* _Exercise requirements_
A bare count is the expected answer, namely the number of lines in the records that have the word "SqliteEquipmentRepo".

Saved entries
|---|

use std::str::FromStr;
use std::sync::Arc;
use std::time::Duration;
use sqlx::{postgres::{PgPoolOptions, PgConnectOptions}, sqlite::{SqlitePoolOptions, SqliteJournalMode, SqliteConnectOptions}};
use sqlx::{PgPool, SqlitePool, ConnectOptions};
use tracing::info;
use tracing::log::LevelFilter;
use tera::Tera;

use crate::config::Config;
use crate::state::AppState;
use crate::infra::email::http_email_service::HttpEmailService;
use crate::domain::services::token_service::TokenService;
use crate::infra::repositories::{
    postgres_member_repo::PostgresMemberRepo, postgres_trainer_repo::PostgresTrainerRepo,
    postgres_session_repo::PostgresSessionRepo, postgres_equipment_repo::PostgresEquipmentRepo,
    postgres_plan_repo::PostgresPlanRepo, postgres_payment_repo::PostgresPaymentRepo,
    postgres_attendance_repo::PostgresAttendanceRepo, postgres_verification_repo::PostgresVerificationRepo,
    sqlite_member_repo::SqliteMemberRepo, sqlite_trainer_repo::SqliteTrainerRepo,
    sqlite_session_repo::SqliteSessionRepo, sqlite_equipment_repo::SqliteEquipmentRepo,
    sqlite_plan_repo::SqlitePlanRepo, sqlite_payment_repo::SqlitePaymentRepo,
    sqlite_attendance_repo::SqliteAttendanceRepo, sqlite_verification_repo::SqliteVerificationRepo,
};

pub fn load_templates() -> Tera {
    let mut tera = Tera::default();
    tera.add_raw_template("welcome.html", include_str!("../templates/welcome.html"))
        .expect("Failed to load welcome template");
    tera.add_raw_template("confirmation.html", include_str!("../templates/confirmation.html"))
        .expect("Failed to load confirmation template");
    tera.add_raw_template("payment.html", include_str!("../templates/payment.html"))
        .expect("Failed to load payment template");
    tera.add_raw_template("verification.html", include_str!("../templates/verification.html"))
        .expect("Failed to load verification template");
    tera
}

pub async fn bootstrap_state(config: &Config) -> AppState {
    let database_url = &config.database_url;
    let email_service = Arc::new(HttpEmailService::new(
        config.mail_service_url.clone(),
        config.mail_service_token.clone(),
    ));

    let token_service = Arc::new(TokenService::new(&config.jwt_secret));
    let templates = Arc::new(load_templates());

    if database_url.starts_with("postgres://") || database_url.starts_with("postgresql://") {
        info!("Initializing PostgreSQL connection...");

        let mut opts: PgConnectOptions = database_url.parse().expect("Invalid Postgres URL");
        opts = opts.log_statements(LevelFilter::Debug)
            .log_slow_statements(LevelFilter::Warn, Duration::from_millis(500));

        let pool = PgPoolOptions::new()
            .max_connections(10)
            .connect_with(opts)
            .await
            .expect("Failed to connect to Postgres");

        run_postgres_migrations(&pool).await;

        AppState {
            config: config.clone(),
            member_repo: Arc::new(PostgresMemberRepo::new(pool.clone())),
            trainer_repo: Arc::new(PostgresTrainerRepo::new(pool.clone())),
            session_repo: Arc::new(PostgresSessionRepo::new(pool.clone())),
            equipment_repo: Arc::new(PostgresEquipmentRepo::new(pool.clone())),
            plan_repo: Arc::new(PostgresPlanRepo::new(pool.clone())),
            payment_repo: Arc::new(PostgresPaymentRepo::new(pool.clone())),
            attendance_repo: Arc::new(PostgresAttendanceRepo::new(pool.clone())),
            verification_repo: Arc::new(PostgresVerificationRepo::new(pool.clone())),
            token_service,
            email_service,
            templates,
        }
    } else {
        info!("Initializing SQLite connection with WAL Mode...");

        let opts = SqliteConnectOptions::from_str(database_url)
            .expect("Invalid SQLite connection string")
            .create_if_missing(true)
            .journal_mode(SqliteJournalMode::Wal)
            .busy_timeout(Duration::from_secs(5))
            .log_statements(LevelFilter::Debug)
            .log_slow_statements(LevelFilter::Warn, Duration::from_millis(500));

        let pool = SqlitePoolOptions::new()
            .max_connections(5)
            .connect_with(opts)
            .await
            .expect("Failed to connect to SQLite");

        run_sqlite_migrations(&pool).await;

        AppState {
            config: config.clone(),
            member_repo: Arc::new(SqliteMemberRepo::new(pool.clone())),
            trainer_repo: Arc::new(SqliteTrainerRepo::new(pool.clone())),
            session_repo: Arc::new(SqliteSessionRepo::new(pool.clone())),
            equipment_repo: Arc::new(SqliteEquipmentRepo::new(pool.clone())),
            plan_repo: Arc::new(SqlitePlanRepo::new(pool.clone())),
            payment_repo: Arc::new(SqlitePaymentRepo::new(pool.clone())),
            attendance_repo: Arc::new(SqliteAttendanceRepo::new(pool.clone())),
            verification_repo: Arc::new(SqliteVerificationRepo::new(pool.clone())),
            token_service,
            email_service,
            templates,
        }
    }
}

async fn run_postgres_migrations(pool: &PgPool) {
    sqlx::migrate!("./migrations/postgres")
        .run(pool)
        .await
        .expect("Failed to run Postgres migrations");
}

async fn run_sqlite_migrations(pool: &SqlitePool) {
    sqlx::migrate!("./migrations/sqlite")
        .run(pool)
        .await
        .expect("Failed to run SQLite migrations");
}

|---|

* _Written reply_
2